The inaugural World Day of the Poor will be celebrated globally in Catholic churches on Sunday, 19 November.
“This day is meant, above all, to encourage believers to react against a culture of discard and waste, and to embrace the culture of encounter,” Pope Francis wrote in a message written to mark the day.
“At the same time, everyone, independent of religious affiliation, is invited to openness and sharing with the poor through concrete signs of solidarity and fraternity.
“God created the heavens and the earth for all; yet sadly some have erected barriers, walls and fences, betraying the original gift meant for all humanity, with none excluded.”
In his message the Pope highlights how the early Christians were quick to serve the poor in obedience to Christ’s proclamation that “the poor are blessed and heirs to the Kingdom of heaven”.
As well as holding up Saint Francis of Assisi as a witness of authentic poverty, Pope Francis invites us to step out of our ‘certainties and creature comforts’ to acknowledge the value of poverty in itself:
“Poverty means having a humble heart that accepts our creaturely limitations and sinfulness and thus enables us to overcome the temptation to feel omnipotent and immortal.
“Poverty is an interior attitude that avoids looking upon money, career and luxury as our goal in life and the condition for our happiness.
“Poverty instead creates the conditions for freely shouldering our personal and social responsibilities, despite our limitations, with trust in God’s closeness and the support of his grace.
“Poverty, understood in this way, is the yardstick that allows us to judge how best to use material goods and to build relationships that are neither selfish nor possessive.”
The Holy Father goes on to look at how the modern world struggles to see poverty clearly, despite the fact that it surrounds us in so many ways, and states that we can’t remain passive and resigned to it:
“Poverty challenges us daily, in faces marked by suffering, marginalization, oppression, violence, torture and imprisonment, war, deprivation of freedom and dignity, ignorance and illiteracy, medical emergencies and shortage of work, trafficking and slavery, exile, extreme poverty and forced migration.

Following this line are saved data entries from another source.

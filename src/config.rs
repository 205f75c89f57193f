//! Application settings.
//!
//! Settings are persisted as a small JSON file next to the site checkout.
//! Missing files and missing keys fall back to defaults.

use crate::error::AppError;
use serde::{Deserialize, Serialize};
use std::path::{Path, PathBuf};

/// Default settings filename.
pub const SETTINGS_FILE: &str = "settings.json";

/// Placeholder some deployments leave in unset owner/repo fields.
const UNSET_PLACEHOLDER: &str = "-";

/// Application settings.
#[derive(Debug, Clone, Default, Serialize, Deserialize)]
#[serde(default, rename_all = "camelCase")]
pub struct AppSettings {
    /// GitHub App and target repository.
    pub github: GitHubSettings,

    /// Durable storage locations.
    pub storage: StorageSettings,
}

/// GitHub App identity and the repository it publishes to.
#[derive(Debug, Clone, Serialize, Deserialize)]
#[serde(default, rename_all = "camelCase")]
pub struct GitHubSettings {
    /// Repository owner (user or organization).
    pub owner: String,

    /// Repository name.
    pub repo: String,

    /// Branch that publishes move.
    pub branch: String,

    /// GitHub App ID used as the JWT issuer.
    pub app_id: String,

    /// REST API base URL.
    pub api_base_url: String,

    /// Request timeout in seconds.
    pub timeout_secs: u64,

    /// User-Agent header sent with every request.
    pub user_agent: String,
}

impl Default for GitHubSettings {
    fn default() -> Self {
        Self {
            owner: String::new(),
            repo: String::new(),
            branch: "main".to_string(),
            app_id: String::new(),
            api_base_url: "https://api.github.com".to_string(),
            timeout_secs: 30,
            user_agent: format!("site-publisher/{}", env!("CARGO_PKG_VERSION")),
        }
    }
}

/// Backend holding the encrypted credential record.
#[derive(Debug, Clone, Copy, Default, PartialEq, Eq, Serialize, Deserialize)]
#[serde(rename_all = "snake_case")]
pub enum CredentialBackend {
    /// JSON file at `credential_path`.
    #[default]
    File,

    /// OS keychain.
    Keyring,
}

/// Where the encrypted credential record lives.
#[derive(Debug, Clone, Serialize, Deserialize)]
#[serde(default, rename_all = "camelCase")]
pub struct StorageSettings {
    pub backend: CredentialBackend,

    /// Path of the JSON file holding the encrypted private key; only used
    /// by the file backend.
    pub credential_path: PathBuf,
}

impl Default for StorageSettings {
    fn default() -> Self {
        Self {
            backend: CredentialBackend::File,
            credential_path: PathBuf::from("credentials.json"),
        }
    }
}

/// Owner/repo/branch triple every git operation is addressed by.
#[derive(Debug, Clone, PartialEq, Eq)]
pub struct RepoTarget {
    pub owner: String,
    pub repo: String,
    pub branch: String,
}

impl RepoTarget {
    /// Ref path relative to `refs/`, e.g. `heads/main`.
    pub fn ref_path(&self) -> String {
        format!("heads/{}", self.branch)
    }
}

impl GitHubSettings {
    /// Check that owner and repo are usable before any network call.
    pub fn validate(&self) -> Result<(), AppError> {
        let is_unset = |v: &str| v.trim().is_empty() || v.trim() == UNSET_PLACEHOLDER;

        if is_unset(&self.owner) || is_unset(&self.repo) {
            return Err(AppError::repo_unavailable(
                "GitHub owner and repo are not configured",
            ));
        }
        if self.branch.trim().is_empty() {
            return Err(AppError::repo_unavailable("GitHub branch is not configured"));
        }
        Ok(())
    }

    /// Validated repository coordinates.
    pub fn repo_target(&self) -> Result<RepoTarget, AppError> {
        self.validate()?;
        Ok(RepoTarget {
            owner: self.owner.trim().to_string(),
            repo: self.repo.trim().to_string(),
            branch: self.branch.trim().to_string(),
        })
    }
}

impl AppSettings {
    /// Load settings from `path`, using defaults if the file does not exist.
    pub fn load(path: &Path) -> Result<Self, AppError> {
        match std::fs::read_to_string(path) {
            Ok(raw) => serde_json::from_str(&raw)
                .map_err(|e| AppError::invalid_input(format!("Invalid settings file: {}", e))),
            Err(e) if e.kind() == std::io::ErrorKind::NotFound => {
                log::debug!("No settings at {}, using defaults", path.display());
                Ok(Self::default())
            }
            Err(e) => Err(AppError::internal(format!(
                "Failed to read settings: {}",
                e
            ))),
        }
    }

    /// Save settings to `path`.
    pub fn save(&self, path: &Path) -> Result<(), AppError> {
        let json = serde_json::to_string_pretty(self)?;
        std::fs::write(path, json)
            .map_err(|e| AppError::internal(format!("Failed to save settings: {}", e)))
    }
}

#[cfg(test)]
mod tests {
    use super::*;

    fn configured() -> GitHubSettings {
        GitHubSettings {
            owner: "octo".to_string(),
            repo: "site".to_string(),
            app_id: "12345".to_string(),
            ..Default::default()
        }
    }

    #[test]
    fn test_default_settings() {
        let settings = AppSettings::default();
        assert_eq!(settings.github.branch, "main");
        assert_eq!(settings.github.api_base_url, "https://api.github.com");
        assert_eq!(settings.github.timeout_secs, 30);
    }

    #[test]
    fn test_placeholder_owner_is_rejected() {
        let mut github = configured();
        github.owner = "-".to_string();
        let err = github.validate().unwrap_err();
        assert!(matches!(err, AppError::RepoUnavailable { .. }));

        github.owner = "octo".to_string();
        github.repo = "  ".to_string();
        assert!(github.validate().is_err());
    }

    #[test]
    fn test_repo_target_ref_path() {
        let target = configured().repo_target().unwrap();
        assert_eq!(target.ref_path(), "heads/main");
    }

    #[test]
    fn test_partial_file_uses_defaults() {
        let dir = tempfile::tempdir().unwrap();
        let path = dir.path().join(SETTINGS_FILE);
        std::fs::write(&path, r#"{"github":{"owner":"octo","repo":"site"}}"#).unwrap();

        let settings = AppSettings::load(&path).unwrap();
        assert_eq!(settings.github.owner, "octo");
        assert_eq!(settings.github.branch, "main");
        assert_eq!(settings.storage.credential_path, PathBuf::from("credentials.json"));
        assert_eq!(settings.storage.backend, CredentialBackend::File);
    }

    #[test]
    fn test_keyring_backend_parses() {
        let settings: AppSettings =
            serde_json::from_str(r#"{"storage":{"backend":"keyring"}}"#).unwrap();
        assert_eq!(settings.storage.backend, CredentialBackend::Keyring);
        assert_eq!(settings.storage.credential_path, PathBuf::from("credentials.json"));
    }

    #[test]
    fn test_missing_file_and_round_trip() {
        let dir = tempfile::tempdir().unwrap();
        let path = dir.path().join(SETTINGS_FILE);
        let mut settings = AppSettings::load(&path).unwrap();
        settings.github = configured();
        settings.save(&path).unwrap();

        let reloaded = AppSettings::load(&path).unwrap();
        assert_eq!(reloaded.github.app_id, "12345");
    }
}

“Poverty has the face of women, men and children exploited by base interests, crushed by the machinations of power and money. What a bitter and endless list we would have to compile were we to add the poverty born of social injustice, moral degeneration, the greed of a chosen few, and generalized indifference!
“Tragically, in our own time, even as ostentatious wealth accumulates in the hands of the privileged few, often in connection with illegal activities and the appalling exploitation of human dignity, there is a scandalous growth of poverty in broad sectors of society throughout our world.”